Three classical denoising methods — Spectral Subtraction (SS), Wiener Filtering (WF), and MMSE-LSA — were implemented to provide baselines.

These were compared against five ML models trained from scratch:

  • CNN: A shallow baseline to verify the pipeline
  • CED / R-CED: Encoder-decoder variants with and without residuals
  • UNet: A deeper skip-connected model for better feature preservation
  • Conv-TasNet: A time-domain network yielding top performance

All models were trained on magnitude spectrograms, with batch handling strategies (Static, Dynamic Bucketing, PTO) evaluated separately.

The pipeline supports training from scratch, memory-efficient inference, and consistent evaluation. Laying the foundation for future experimentation with advanced architectures.


Evaluation Metrics

The metrics were selected based on relevance in related literature and provide a balanced view of both numerical accuracy and perceptual quality in denoising performance.

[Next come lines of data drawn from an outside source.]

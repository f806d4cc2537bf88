//! Direct Postgres backend.
//!
//! Rows travel as `jsonb`: reads use `to_jsonb(t)`, writes go through
//! `jsonb_populate_record(NULL::table, $1)` so column types come from the
//! table definition rather than from the caller. Table, column and procedure
//! names are validated identifiers; values are always bound parameters.

use std::path::PathBuf;
use std::time::Duration;

use async_trait::async_trait;
use serde_json::Value;
use sqlx::postgres::{PgArguments, PgPool, PgPoolOptions};
use sqlx::query::QueryScalar;
use sqlx::Postgres;
use tracing::{debug, info};

use crate::{validate_identifier, Filter, Row, StoreError, StoreResult, TableStore};

/// Database configuration.
#[derive(Debug, Clone)]
pub struct DbConfig {
    /// Database connection URL.
    pub database_url: String,

    /// Maximum number of connections in the pool.
    pub max_connections: u32,

    /// Minimum number of idle connections.
    pub min_connections: u32,

    /// Connection acquire timeout.
    pub acquire_timeout: Duration,

    /// Idle connection timeout.
    pub idle_timeout: Duration,

    /// Maximum lifetime of a connection.
    pub max_lifetime: Duration,
}

impl Default for DbConfig {
    fn default() -> Self {
        Self {
            database_url: "postgres://localhost/wardrota".to_string(),
            max_connections: 10,
            min_connections: 1,
            acquire_timeout: Duration::from_secs(5),
            idle_timeout: Duration::from_secs(600),
            max_lifetime: Duration::from_secs(1800),
        }
    }
}

impl DbConfig {
    /// Load configuration from environment variables.
    pub fn from_env() -> Self {
        let database_url = std::env::var("DATABASE_URL")
            .unwrap_or_else(|_| "postgres://localhost/wardrota".to_string());

        let max_connections = std::env::var("DB_MAX_CONNECTIONS")
            .ok()
            .and_then(|s| s.parse().ok())
            .unwrap_or(10);

        let min_connections = std::env::var("DB_MIN_CONNECTIONS")
            .ok()
            .and_then(|s| s.parse().ok())
            .unwrap_or(1);

        Self {
            database_url,
            max_connections,
            min_connections,
            ..Default::default()
        }
    }
}

type JsonQuery<'q> = QueryScalar<'q, Postgres, Value, PgArguments>;

/// `TableStore` over a Postgres connection pool.
#[derive(Clone)]
pub struct PgStore {
    pool: PgPool,
}

impl PgStore {
    /// Create a new database connection pool.
    pub async fn connect(config: &DbConfig) -> StoreResult<Self> {
        info!(
            max_connections = config.max_connections,
            min_connections = config.min_connections,
            "Connecting to database"
        );

        let pool = PgPoolOptions::new()
            .max_connections(config.max_connections)
            .min_connections(config.min_connections)
            .acquire_timeout(config.acquire_timeout)
            .idle_timeout(Some(config.idle_timeout))
            .max_lifetime(Some(config.max_lifetime))
            .connect(&config.database_url)
            .await
            .map_err(StoreError::Connect)?;

        info!("Database connection pool established");

        Ok(Self { pool })
    }

    /// Check that the server answers queries.
    pub async fn ping(&self) -> StoreResult<()> {
        let one: i32 = sqlx::query_scalar("SELECT 1")
            .fetch_one(&self.pool)
            .await
            .map_err(StoreError::Connect)?;
        debug!(result = one, "postgres ping");
        Ok(())
    }

    /// Run pending migrations from the first candidate directory that loads.
    pub async fn run_migrations(&self, candidates: &[PathBuf]) -> StoreResult<()> {
        info!("Running database migrations");

        let mut last_error: Option<sqlx::migrate::MigrateError> = None;

        for dir in candidates {
            match sqlx::migrate::Migrator::new(dir.clone()).await {
                Ok(migrator) => {
                    info!(migrations_dir = %dir.display(), "Loaded migrations");
                    migrator
                        .run(&self.pool)
                        .await
                        .map_err(StoreError::Migration)?;
                    info!("Database migrations complete");
                    return Ok(());
                }
                Err(e) => {
                    last_error = Some(e);
                }
            }
        }

        let tried = candidates
            .iter()
            .map(|dir| dir.display().to_string())
            .collect::<Vec<_>>()
            .join(", ");

        Err(StoreError::MigrationDirNotFound {
            tried,
            last_error: last_error
                .map(|e| e.to_string())
                .unwrap_or_else(|| "unknown error".to_string()),
        })
    }

    async fn fetch_rows(&self, table: &str, query: JsonQuery<'_>) -> StoreResult<Vec<Row>> {
        let values = query
            .fetch_all(&self.pool)
            .await
            .map_err(|e| map_query_error(table, e))?;
        values.into_iter().map(into_row).collect()
    }
}

#[async_trait]
impl TableStore for PgStore {
    fn backend(&self) -> &'static str {
        "postgres"
    }

    async fn select(&self, table: &str, filter: Option<&Filter>) -> StoreResult<Vec<Row>> {
        let table = validate_identifier(table)?;
        let sql = match filter {
            Some(filter) => format!(
                "SELECT to_jsonb(t) FROM {table} AS t WHERE {}",
                where_clause(filter, 1)?
            ),
            None => format!("SELECT to_jsonb(t) FROM {table} AS t"),
        };
        debug!(sql = %sql, "postgres select");

        let mut query = sqlx::query_scalar::<_, Value>(&sql);
        if let Some(text) = filter.and_then(Filter::value_text) {
            query = query.bind(text);
        }
        self.fetch_rows(table, query).await
    }

    async fn insert(&self, table: &str, row: Row) -> StoreResult<Row> {
        let table = validate_identifier(table)?;
        let sql = if row.is_empty() {
            format!("INSERT INTO {table} AS t DEFAULT VALUES RETURNING to_jsonb(t)")
        } else {
            let columns = column_list(&row)?;
            format!(
                "INSERT INTO {table} AS t ({columns}) \
                 SELECT {columns} FROM jsonb_populate_record(NULL::{table}, $1) \
                 RETURNING to_jsonb(t)"
            )
        };
        debug!(sql = %sql, "postgres insert");

        let mut query = sqlx::query_scalar::<_, Value>(&sql);
        if !row.is_empty() {
            query = query.bind(Value::Object(row));
        }
        self.fetch_rows(table, query)
            .await?
            .into_iter()
            .next()
            .ok_or_else(|| StoreError::UnexpectedResponse("insert returned no rows".to_string()))
    }

    async fn update(&self, table: &str, changes: Row, filter: &Filter) -> StoreResult<Vec<Row>> {
        let table = validate_identifier(table)?;
        if changes.is_empty() {
            return Err(StoreError::InvalidRequest("update without changes".to_string()));
        }
        let assignments = changes
            .keys()
            .map(|column| validate_identifier(column).map(|c| format!("{c} = r.{c}")))
            .collect::<StoreResult<Vec<_>>>()?
            .join(", ");
        let sql = format!(
            "UPDATE {table} AS t SET {assignments} \
             FROM jsonb_populate_record(NULL::{table}, $1) AS r \
             WHERE {} RETURNING to_jsonb(t)",
            where_clause(filter, 2)?
        );
        debug!(sql = %sql, "postgres update");

        let mut query = sqlx::query_scalar::<_, Value>(&sql).bind(Value::Object(changes));
        if let Some(text) = filter.value_text() {
            query = query.bind(text);
        }
        self.fetch_rows(table, query).await
    }

    async fn rpc(&self, procedure: &str, params: Row) -> StoreResult<Vec<Row>> {
        let procedure = validate_identifier(procedure)?;
        let arguments = params
            .keys()
            .enumerate()
            .map(|(index, name)| {
                validate_identifier(name).map(|name| format!("{name} => ${}", index + 1))
            })
            .collect::<StoreResult<Vec<_>>>()?
            .join(", ");
        let sql = format!("SELECT to_jsonb(r) FROM {procedure}({arguments}) AS r");
        debug!(sql = %sql, "postgres rpc");

        let mut query = sqlx::query_scalar::<_, Value>(&sql);
        for value in params.into_iter().map(|(_, value)| value) {
            query = bind_value(query, value);
        }
        self.fetch_rows(procedure, query).await
    }
}

/// `t.{column}::text = $n`, or `IS NULL` for a null filter value.
fn where_clause(filter: &Filter, placeholder: usize) -> StoreResult<String> {
    let column = validate_identifier(&filter.column)?;
    Ok(match filter.value_text() {
        Some(_) => format!("t.{column}::text = ${placeholder}"),
        None => format!("t.{column} IS NULL"),
    })
}

fn column_list(row: &Row) -> StoreResult<String> {
    Ok(row
        .keys()
        .map(|column| validate_identifier(column))
        .collect::<StoreResult<Vec<_>>>()?
        .join(", "))
}

/// Bind a JSON value with its natural Postgres type.
fn bind_value(query: JsonQuery<'_>, value: Value) -> JsonQuery<'_> {
    match value {
        Value::Null => query.bind(Option::<String>::None),
        Value::Bool(b) => query.bind(b),
        Value::Number(n) => match n.as_i64() {
            Some(i) => query.bind(i),
            None => query.bind(n.as_f64()),
        },
        Value::String(s) => query.bind(s),
        other => query.bind(other),
    }
}

fn into_row(value: Value) -> StoreResult<Row> {
    match value {
        Value::Object(row) => Ok(row),
        other => Err(StoreError::UnexpectedResponse(format!(
            "expected row object, got {other}"
        ))),
    }
}

fn map_query_error(table: &str, err: sqlx::Error) -> StoreError {
    if let sqlx::Error::Database(db) = &err {
        if db.is_unique_violation() {
            return StoreError::UniqueViolation {
                table: table.to_string(),
                constraint: db.constraint().map(str::to_string),
                message: db.message().to_string(),
            };
        }
    }
    StoreError::Database(err)
}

Model & Method Performance

Method↑SNR (dB)↓MSE↑PESQ↑STOI↓LSD (dB)Time (s)
Baseline-2.280.0051521.84510.89280.904256
SS3.090.0015251.45350.84570.767161
WF0.460.0028752.06390.88890.753573
MMSE-LSA-0.860.0037262.02380.89430.797183
CNN4.640.0013441.74100.80730.795671
CED13.190.0001611.67800.83860.765565
R-CED14.530.0001172.05420.86770.648074
UNet16.990.0000692.13840.89400.707687
Conv-TasNet18.060.0000632.43290.91120.6741139

Key Findings

  • Dynamic Bucketing was selected as the preferred dataset handling method. It used K-Means clustering to assign samples into optimally sized buckets, improving training efficiency over Static Bucketing while avoiding the runtime penalties of Padding-Truncation Output-Truncation (PTO) during inference.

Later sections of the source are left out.